Among singular complex cubic surfaces, Cayley's nodal cubic surface is the unique surface with the maximal number of nodes, 4:
$wxy+xyz+yzw+zwx=0.$
Its automorphism group is $S_4$, of order 24.

==Real cubic surfaces==
In contrast to the complex case, the space of smooth cubic surfaces over the real numbers is not connected in the classical topology (based on the topology of R). Its connected components (in other words, the classification of smooth real cubic surfaces up to isotopy) were determined by Ludwig Schläfli (1863), Felix Klein (1865), and H. G. Zeuthen (1875). Namely, there are 5 isotopy classes of smooth real cubic surfaces X in $\mathbf{P}^3$, distinguished by the topology of the space of real points $X(\mathbf{R})$. The space of real points is diffeomorphic to either $W_7, W_5, W_3, W_1$, or the disjoint union of $W_1$ and the 2-sphere, where $W_r$ denotes the connected sum of r copies of the real projective plane $\mathbf{RP}^2$. In these five cases, the number of real lines contained in X is 27, 15, 7, 3, or 3, respectively.

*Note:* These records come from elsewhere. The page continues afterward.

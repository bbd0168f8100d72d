use std::fmt;

use chrono::DateTime;
use chrono::Utc;
use uuid::Uuid;

use crate::domain::task::errors::TaskIdError;
use crate::domain::task::errors::TaskTitleError;
use crate::user::models::Username;

/// Task aggregate entity.
#[derive(Debug, Clone, PartialEq)]
pub struct Task {
    pub id: TaskId,
    pub title: TaskTitle,
    pub description: String,
    pub due_date: Option<DateTime<Utc>>,
    pub status: String,
    pub created_by: Username,
    pub created_at: DateTime<Utc>,
}

impl Task {
    /// Apply the provided fields of an update, leaving the rest untouched.
    pub fn apply(&mut self, command: UpdateTaskCommand) {
        if let Some(title) = command.title {
            self.title = title;
        }
        if let Some(description) = command.description {
            self.description = description;
        }
        if let Some(status) = command.status {
            self.status = status;
        }
        if let Some(due_date) = command.due_date {
            self.due_date = Some(due_date);
        }
    }
}

/// Task unique identifier type
#[derive(Debug, Clone, Copy, PartialEq, Eq, Hash)]
pub struct TaskId(pub Uuid);

impl TaskId {
    pub fn new() -> Self {
        Self(Uuid::new_v4())
    }

    /// Parse a task ID from string.
    ///
    /// # Errors
    /// * `InvalidFormat` - String is not a valid UUID
    pub fn from_string(s: &str) -> Result<Self, TaskIdError> {
        Uuid::parse_str(s)
            .map(TaskId)
            .map_err(|e| TaskIdError::InvalidFormat(e.to_string()))
    }
}

impl Default for TaskId {
    fn default() -> Self {
        Self::new()
    }
}

impl fmt::Display for TaskId {
    fn fmt(&self, f: &mut fmt::Formatter<'_>) -> fmt::Result {
        self.0.fmt(f)
    }
}

/// Task title value type
///
/// Non-empty after trimming whitespace, at most 200 characters.
#[derive(Debug, Clone, PartialEq, Eq)]
pub struct TaskTitle(String);

impl TaskTitle {
    const MAX_LENGTH: usize = 200;

    /// # Errors
    /// * `Empty` - Title is empty or only whitespace
    /// * `TooLong` - Title longer than 200 characters
    pub fn new(title: String) -> Result<Self, TaskTitleError> {
        let trimmed = title.trim();
        let length = trimmed.chars().count();

        if length == 0 {
            Err(TaskTitleError::Empty)
        } else if length > Self::MAX_LENGTH {
            Err(TaskTitleError::TooLong {
                max: Self::MAX_LENGTH,
                actual: length,
            })
        } else {
            Ok(Self(trimmed.to_string()))
        }
    }

    pub fn as_str(&self) -> &str {
        &self.0
    }
}

impl fmt::Display for TaskTitle {
    fn fmt(&self, f: &mut fmt::Formatter<'_>) -> fmt::Result {
        self.0.fmt(f)
    }
}

/// Command to create a new task.
#[derive(Debug, Clone)]
pub struct CreateTaskCommand {
    pub title: TaskTitle,
    pub description: String,
    pub due_date: Option<DateTime<Utc>>,
    pub status: String,
}

/// Command to partially update a task.
///
/// Only `Some` fields are applied.
#[derive(Debug, Clone, Default, PartialEq)]
pub struct UpdateTaskCommand {
    pub title: Option<TaskTitle>,
    pub description: Option<String>,
    pub status: Option<String>,
    pub due_date: Option<DateTime<Utc>>,
}

impl UpdateTaskCommand {
    pub fn is_empty(&self) -> bool {
        self.title.is_none()
            && self.description.is_none()
            && self.status.is_none()
            && self.due_date.is_none()
    }
}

A smooth real cubic surface is rational over R if and only if its space of real points is connected, hence in the first four of the previous five cases.

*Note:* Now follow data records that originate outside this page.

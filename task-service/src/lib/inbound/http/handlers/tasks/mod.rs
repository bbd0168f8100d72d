pub mod create_task;
pub mod delete_task;
pub mod get_task;
pub mod list_tasks;
pub mod update_task;

pub use create_task::create_task;
pub use delete_task::delete_task;
pub use get_task::get_task;
pub use list_tasks::list_tasks;
pub use update_task::update_task;
use crate::domain::auth::errors::CredentialError;
use crate::domain::auth::errors::TokenError;
use crate::domain::auth::models::Identity;
use crate::user::models::Role;
use crate::user::models::Username;

/// Slow, salted, one-way password hashing.
pub trait CredentialHasher: Send + Sync + 'static {
    /// Hash a plaintext password with a fresh random salt.
    ///
    /// # Errors
    /// * `PasswordTooLong` - Input exceeds the hasher's byte ceiling
    /// * `HashingFailed` - Underlying algorithm failed
    fn hash(&self, password: &str) -> Result<String, CredentialError>;

    /// Check a plaintext password against a stored digest.
    ///
    /// # Returns
    /// `true` on match, `false` on a well-formed mismatch
    ///
    /// # Errors
    /// * `MalformedHash` - Stored digest cannot be parsed
    fn verify(&self, password: &str, password_hash: &str) -> Result<bool, CredentialError>;

    /// Spend the work of one `verify` when there is no stored digest to check against.
    fn verify_absent(&self, password: &str);
}

/// Issues and validates signed, time-bounded identity tokens.
pub trait TokenService: Send + Sync + 'static {
    /// Issue a token for the given user.
    ///
    /// # Errors
    /// * `SigningFailed` - Token could not be signed
    fn issue(&self, username: &Username, role: Role) -> Result<String, TokenError>;

    /// Validate a token and recover the identity it carries.
    ///
    /// # Errors
    /// One `TokenError` variant per rejection reason (signature, algorithm, expiry,
    /// structure, claims).
    fn validate(&self, token: &str) -> Result<Identity, TokenError>;
}
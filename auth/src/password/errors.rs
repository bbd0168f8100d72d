use thiserror::Error;

/// Error type for password operations.
#[derive(Debug, Clone, Error, PartialEq, Eq)]
pub enum PasswordError {
    #[error("Password hashing failed: {0}")]
    HashingFailed(String),

    #[error("Password too long: maximum {max} bytes, got {actual}")]
    TooLong { max: usize, actual: usize },

    #[error("Malformed password hash: {0}")]
    MalformedHash(String),

    #[error("Password verification failed: {0}")]
    VerificationFailed(String),
}
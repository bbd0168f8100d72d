//! Salted, slow password hashing.

pub mod argon2;
pub mod errors;

pub use argon2::PasswordHasher;
pub use errors::PasswordError;
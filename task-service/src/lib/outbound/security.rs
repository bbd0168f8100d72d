pub mod hasher;
pub mod tokens;

pub use hasher::Argon2CredentialHasher;
pub use tokens::JwtTokenService;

The average number of real lines on X is $6 \sqrt{2}-3$ when the defining polynomial for X is sampled at random from the Gaussian ensemble induced by the Bombieri inner product.

==Moduli spaces of cubic surfaces==
Two smooth cubic surfaces are isomorphic as algebraic varieties if and only if they are equivalent by some linear automorphism of $\mathbf{P}^3$. Geometric invariant theory (GIT) gives a moduli space of smooth cubic surfaces, with one point for each isomorphism class of smooth cubic surfaces. This moduli space has dimension 4. More precisely, it is an open subset of the weighted projective space $\mathbb P(1,2,3,4,5)$, by Salmon and Clebsch (1860). In particular, it is a rational 4-fold. This moduli space can be compactified into $\mathbb P(1,2,3,4,5)$ itself using the GIT quotient of all polystable cubic forms in 4 variables. The additional points represent either cubic surfaces with nodes (Du Val singularities of type $A_1$) or the unique cubic surface with three $A_2$ singularities. In particular, this compactification is isomorphic to the K-moduli space of cubic surfaces.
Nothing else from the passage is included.